====== MATERIAL SUPPLIED

//! Progress spinner utilities

use indicatif::{ProgressBar, ProgressStyle};
use std::time::Duration;

/// Create a spinner with the given message
///
/// Returns `None` if quiet mode is enabled.
pub fn create_spinner(message: &str, quiet: bool) -> Option<ProgressBar> {
    if quiet {
        return None;
    }
    let spinner = ProgressBar::new_spinner();
    if let Ok(style) = ProgressStyle::default_spinner()
        .tick_strings(&["⠋", "⠙", "⠹", "⠸", "⠼", "⠴", "⠦", "⠧", "⠇", "⠏"])
        .template("{spinner:.blue} {msg}")
    {
        spinner.set_style(style);
    }
    spinner.set_message(message.to_string());
    spinner.enable_steady_tick(Duration::from_millis(100));
    Some(spinner)
}

/// Update the spinner message, if any
pub fn update_spinner(spinner: &Option<ProgressBar>, message: String) {
    if let Some(s) = spinner {
        s.set_message(message);
    }
}

/// Finish spinner with a message
pub fn finish_spinner(spinner: Option<ProgressBar>, message: &str) {
    if let Some(s) = spinner {
        s.finish_with_message(message.to_string());
    }
}

/// Clear the spinner without leaving a message
pub fn clear_spinner(spinner: Option<ProgressBar>) {
    if let Some(s) = spinner {
        s.finish_and_clear();
    }
}
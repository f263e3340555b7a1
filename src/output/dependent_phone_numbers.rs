//! Dependent phone number output formatter

use serde::Serialize;

use super::common::{format_date, iso_date, print_rows, print_structured};
use crate::cli::OutputFormat;
use crate::rest::dependent_phone_numbers::DependentPhoneNumber;

const HEADERS: [&str; 5] = ["SID", "Phone Number", "Friendly Name", "Emergency", "Created"];

#[derive(Serialize)]
struct SerializableDependentPhoneNumber {
    sid: String,
    #[serde(skip_serializing_if = "Option::is_none")]
    phone_number: Option<String>,
    #[serde(skip_serializing_if = "Option::is_none")]
    friendly_name: Option<String>,
    #[serde(skip_serializing_if = "Option::is_none")]
    account_sid: Option<String>,
    #[serde(skip_serializing_if = "Option::is_none")]
    emergency_status: Option<String>,
    #[serde(skip_serializing_if = "Option::is_none")]
    capabilities: Option<serde_json::Value>,
    #[serde(skip_serializing_if = "Option::is_none")]
    date_created: Option<String>,
}

impl From<&DependentPhoneNumber> for SerializableDependentPhoneNumber {
    fn from(n: &DependentPhoneNumber) -> Self {
        Self {
            sid: n.sid.clone(),
            phone_number: n.phone_number.clone(),
            friendly_name: n.friendly_name.clone(),
            account_sid: n.account_sid.clone(),
            emergency_status: n.emergency_status.clone(),
            capabilities: n.capabilities.clone(),
            date_created: iso_date(n.date_created.as_ref()),
        }
    }
}

fn build_rows(numbers: &[DependentPhoneNumber]) -> Vec<Vec<String>> {
    numbers
        .iter()
        .map(|n| {
            vec![
                n.sid.clone(),
                n.phone_number.clone().unwrap_or_default(),
                n.friendly_name.clone().unwrap_or_default(),
                n.emergency_status.clone().unwrap_or_else(|| "-".to_string()),
                format_date(n.date_created.as_ref()),
            ]
        })
        .collect()
}

/// Output dependent phone numbers in the specified format
pub fn output_dependent_phone_numbers(
    numbers: &[DependentPhoneNumber],
    format: OutputFormat,
    no_header: bool,
) {
    match format {
        OutputFormat::Json | OutputFormat::Yaml => {
            let data: Vec<SerializableDependentPhoneNumber> = numbers
                .iter()
                .map(SerializableDependentPhoneNumber::from)
                .collect();
            print_structured(&data, format);
        }
        _ => print_rows(
            format,
            &HEADERS,
            &build_rows(numbers),
            no_header,
            "phone numbers",
        ),
    }
}
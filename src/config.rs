/// Configuration constants for the REST API
pub mod api {
    /// Top-level host suffix shared by every product domain
    pub const HOST_SUFFIX: &str = "twilio.com";

    /// Region used when an edge is configured without a region
    pub const DEFAULT_REGION: &str = "us1";

    /// Query parameter carrying the requested page size
    pub const PAGE_SIZE_PARAM: &str = "PageSize";

    /// Wire format for date filters (`yyyy-MM-ddTHH:mm:ss`)
    pub const DATE_TIME_FORMAT: &str = "%Y-%m-%dT%H:%M:%S";

    /// Inclusive success range for HTTP status codes
    pub const SUCCESS_MIN: u16 = 200;
    pub const SUCCESS_MAX: u16 = 204;

    /// User agent sent with every request
    pub const USER_AGENT: &str = concat!("twilio-rest-rust/", env!("CARGO_PKG_VERSION"));
}

/// HTTP client tuning
pub mod http {
    use std::time::Duration;

    pub const CONNECT_TIMEOUT: Duration = Duration::from_secs(10);
    pub const REQUEST_TIMEOUT: Duration = Duration::from_secs(30);
    pub const POOL_IDLE_TIMEOUT: Duration = Duration::from_secs(90);
    pub const TCP_KEEPALIVE: Duration = Duration::from_secs(60);
    pub const POOL_MAX_IDLE_PER_HOST: usize = 20;
}

/// Configuration constants for credentials
pub mod credentials {
    /// Environment variable holding the account SID
    pub const ACCOUNT_SID_ENV: &str = "TWILIO_ACCOUNT_SID";

    /// Environment variable holding the auth token
    pub const AUTH_TOKEN_ENV: &str = "TWILIO_AUTH_TOKEN";

    /// Environment variable holding the region
    pub const REGION_ENV: &str = "TWILIO_REGION";

    /// Environment variable holding the edge location
    pub const EDGE_ENV: &str = "TWILIO_EDGE";

    /// Credentials file path (relative to HOME)
    pub const FILE_PATH: &str = ".twilio/credentials.json";

    /// Profile used when none is given
    pub const DEFAULT_PROFILE: &str = "default";
}

/// Default values for CLI
pub mod defaults {
    /// Default log level
    pub const LOG_LEVEL: &str = "warn";
}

============

EXERCISE REQUIREMENTS: Retype exactly, and only, the lines from the line holding "the auth token" through the last line of the data; both of those lines count.

EXERCISE RESULT:
    /// Environment variable holding the auth token
    pub const AUTH_TOKEN_ENV: &str = "TWILIO_AUTH_TOKEN";

    /// Environment variable holding the region
    pub const REGION_ENV: &str = "TWILIO_REGION";

    /// Environment variable holding the edge location
    pub const EDGE_ENV: &str = "TWILIO_EDGE";

    /// Credentials file path (relative to HOME)
    pub const FILE_PATH: &str = ".twilio/credentials.json";

    /// Profile used when none is given
    pub const DEFAULT_PROFILE: &str = "default";
}

/// Default values for CLI
pub mod defaults {
    /// Default log level
    pub const LOG_LEVEL: &str = "warn";
}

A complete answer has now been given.